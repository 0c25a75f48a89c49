use super::swift_utils::parse_exact_length;
use crate::errors::ParseError;
use crate::traits::SwiftField;
use serde::{Deserialize, Serialize};

/// Codes the network accepts for field 23B
pub const BANK_OPERATION_CODES: &[&str] = &["CRED", "CRTS", "SPAY", "SPRI", "SSTD"];

/// **Field 23B: Bank Operation Code**
///
/// **Format:** `4!c`
///
/// Decoding uppercases and requires exactly 4 characters; membership in
/// [`BANK_OPERATION_CODES`] is checked by the syntactic validator.
///
/// **Example:**
/// ```text
/// :23B:CRED
/// ```
#[derive(Debug, Clone, PartialEq, Serialize, Deserialize)]
pub struct Field23B {
    /// Bank operation code, uppercased
    pub code: String,
}

impl Field23B {
    pub fn is_known_code(&self) -> bool {
        BANK_OPERATION_CODES.contains(&self.code.as_str())
    }
}

impl SwiftField for Field23B {
    fn parse(input: &str) -> Result<Self, ParseError> {
        let code = parse_exact_length(input.trim(), 4, "Field 23B code")?;
        Ok(Field23B {
            code: code.to_uppercase(),
        })
    }

    fn to_swift_string(&self) -> String {
        format!(":23B:{}", self.code)
    }
}
//! # SwiftMessage
//!
//! Complete SWIFT message: header blocks 1/2 plus a typed text block.
//! Headers are diagnostics-only; a message with unparseable headers still
//! processes as long as block 4 decodes.

use serde::{Deserialize, Serialize};

use crate::headers::{ApplicationHeader, BasicHeader};
use crate::traits::SwiftMessageBody;

/// Complete SWIFT message (headers + typed body)
#[derive(Debug, Clone, PartialEq, Serialize, Deserialize)]
pub struct SwiftMessage<T: SwiftMessageBody> {
    /// Basic Header (Block 1), when present and well-formed
    #[serde(skip_serializing_if = "Option::is_none")]
    pub basic_header: Option<BasicHeader>,

    /// Application Header (Block 2), when present and well-formed
    #[serde(skip_serializing_if = "Option::is_none")]
    pub application_header: Option<ApplicationHeader>,

    /// Message type identifier, e.g. "103"
    pub message_type: String,

    /// Parsed message body with typed fields
    pub fields: T,
}

impl<T: SwiftMessageBody> SwiftMessage<T> {
    /// Render the full wire form: `{1:..}{2:..}{4:\n..\n-}`
    ///
    /// Blocks 1/2 are emitted only when headers are present.
    pub fn to_mt_message(&self) -> String {
        let mut out = String::with_capacity(512);
        if let Some(ref basic) = self.basic_header {
            out.push_str(&format!("{{1:{}}}", basic));
        }
        if let Some(ref application) = self.application_header {
            out.push_str(&format!("{{2:{}}}", application));
        }
        out.push_str(&format!("{{4:\n{}\n-}}", self.fields.to_mt_string()));
        out
    }
}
######
• **BRIEF**:
Copy out every line in the records where the word "SwiftField" is found.

• **ANSWER TO THIS PROBLEM**:
use crate::traits::SwiftField;
impl SwiftField for Field23B {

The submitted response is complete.